Problem description ▸ What lines in this listing contain the string "Reflect"? Report each one by copying it.
══ Source material
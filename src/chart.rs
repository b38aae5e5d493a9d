//! Binding to the page-global Chart.js constructor and the create-once,
//! update-thereafter doughnut handles the calculators own.

use std::cell::RefCell;
use std::rc::Rc;

use js_sys::{Array, Object, Reflect};
use wasm_bindgen::prelude::*;
use wasm_bindgen::JsCast;
use web_sys::{CanvasRenderingContext2d, HtmlCanvasElement};
use yew::NodeRef;

/// Slice colors shared by the growth charts; the loan chart reverses
/// them so the principal reads as the accented slice.
pub const MUTED_SLICE: &str = "#2d3748";
pub const ACCENT_SLICE: &str = "#4299e1";

#[wasm_bindgen]
extern "C" {
    type Chart;

    #[wasm_bindgen(constructor)]
    fn new(ctx: &CanvasRenderingContext2d, config: &JsValue) -> Chart;

    #[wasm_bindgen(method)]
    fn update(this: &Chart);
}

/// One chart per calculator, held in a `use_mut_ref` slot and never
/// shared between calculators.
pub type ChartSlot = Rc<RefCell<Option<DoughnutChart>>>;

pub struct DoughnutChart {
    inner: Chart,
}

impl DoughnutChart {
    fn create(
        canvas: &HtmlCanvasElement,
        labels: [&str; 2],
        colors: [&str; 2],
        slices: [f64; 2],
    ) -> Option<DoughnutChart> {
        let ctx = canvas
            .get_context("2d")
            .ok()
            .flatten()?
            .dyn_into::<CanvasRenderingContext2d>()
            .ok()?;
        let config = doughnut_config(labels, colors, slices);
        Some(DoughnutChart {
            inner: Chart::new(&ctx, &config),
        })
    }

    /// Swap the bound data array in place and re-render. The chart
    /// instance survives, so its animation state is not reset.
    fn set_slices(&self, slices: [f64; 2]) {
        let next = Array::of2(&JsValue::from_f64(slices[0]), &JsValue::from_f64(slices[1]));
        if let Ok(data) = Reflect::get(self.inner.as_ref(), &JsValue::from_str("data")) {
            if let Ok(datasets) = Reflect::get(&data, &JsValue::from_str("datasets")) {
                let first = Array::from(&datasets).get(0);
                let _ = Reflect::set(&first, &JsValue::from_str("data"), &next);
            }
        }
        self.inner.update();
    }
}

/// Create the chart on the first computation, mutate it afterwards.
pub fn upsert_doughnut(
    slot: &ChartSlot,
    canvas_ref: &NodeRef,
    labels: [&str; 2],
    colors: [&str; 2],
    slices: [f64; 2],
) {
    let mut slot = slot.borrow_mut();
    if let Some(chart) = slot.as_ref() {
        chart.set_slices(slices);
    } else if let Some(canvas) = canvas_ref.cast::<HtmlCanvasElement>() {
        *slot = DoughnutChart::create(&canvas, labels, colors, slices);
    }
}

/// Chart.js global text and border defaults. A no-op when the library
/// has not been loaded.
pub fn apply_global_defaults() {
    let chart_class = match Reflect::get(&js_sys::global(), &JsValue::from_str("Chart")) {
        Ok(c) if !c.is_undefined() => c,
        _ => return,
    };
    if let Ok(defaults) = Reflect::get(&chart_class, &JsValue::from_str("defaults")) {
        let _ = Reflect::set(
            &defaults,
            &JsValue::from_str("color"),
            &JsValue::from_str("#a0a0a0"),
        );
        let _ = Reflect::set(
            &defaults,
            &JsValue::from_str("borderColor"),
            &JsValue::from_str("rgba(255, 255, 255, 0.1)"),
        );
    }
}

fn doughnut_config(labels: [&str; 2], colors: [&str; 2], slices: [f64; 2]) -> JsValue {
    let dataset = Object::new();
    set(
        &dataset,
        "data",
        &Array::of2(&JsValue::from_f64(slices[0]), &JsValue::from_f64(slices[1])),
    );
    set(
        &dataset,
        "backgroundColor",
        &Array::of2(&JsValue::from_str(colors[0]), &JsValue::from_str(colors[1])),
    );
    set(&dataset, "borderWidth", &JsValue::from_f64(0.0));

    let data = Object::new();
    set(
        &data,
        "labels",
        &Array::of2(&JsValue::from_str(labels[0]), &JsValue::from_str(labels[1])),
    );
    set(&data, "datasets", &Array::of1(&dataset));

    let animation = Object::new();
    set(&animation, "animateScale", &JsValue::from_bool(true));

    let options = Object::new();
    set(&options, "responsive", &JsValue::from_bool(true));
    set(&options, "maintainAspectRatio", &JsValue::from_bool(false));
    set(&options, "animation", &animation);

    let config = Object::new();
    set(&config, "type", &JsValue::from_str("doughnut"));
    set(&config, "data", &data);
    set(&config, "options", &options);
    config.into()
}

fn set(target: &Object, key: &str, value: &JsValue) {
    let _ = Reflect::set(target, &JsValue::from_str(key), value);
}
════
Written solution ▸
use js_sys::{Array, Object, Reflect};
        if let Ok(data) = Reflect::get(self.inner.as_ref(), &JsValue::from_str("data")) {
            if let Ok(datasets) = Reflect::get(&data, &JsValue::from_str("datasets")) {
                let _ = Reflect::set(&first, &JsValue::from_str("data"), &next);
    let chart_class = match Reflect::get(&js_sys::global(), &JsValue::from_str("Chart")) {
    if let Ok(defaults) = Reflect::get(&chart_class, &JsValue::from_str("defaults")) {
        let _ = Reflect::set(
        let _ = Reflect::set(
    let _ = Reflect::set(target, &JsValue::from_str(key), value);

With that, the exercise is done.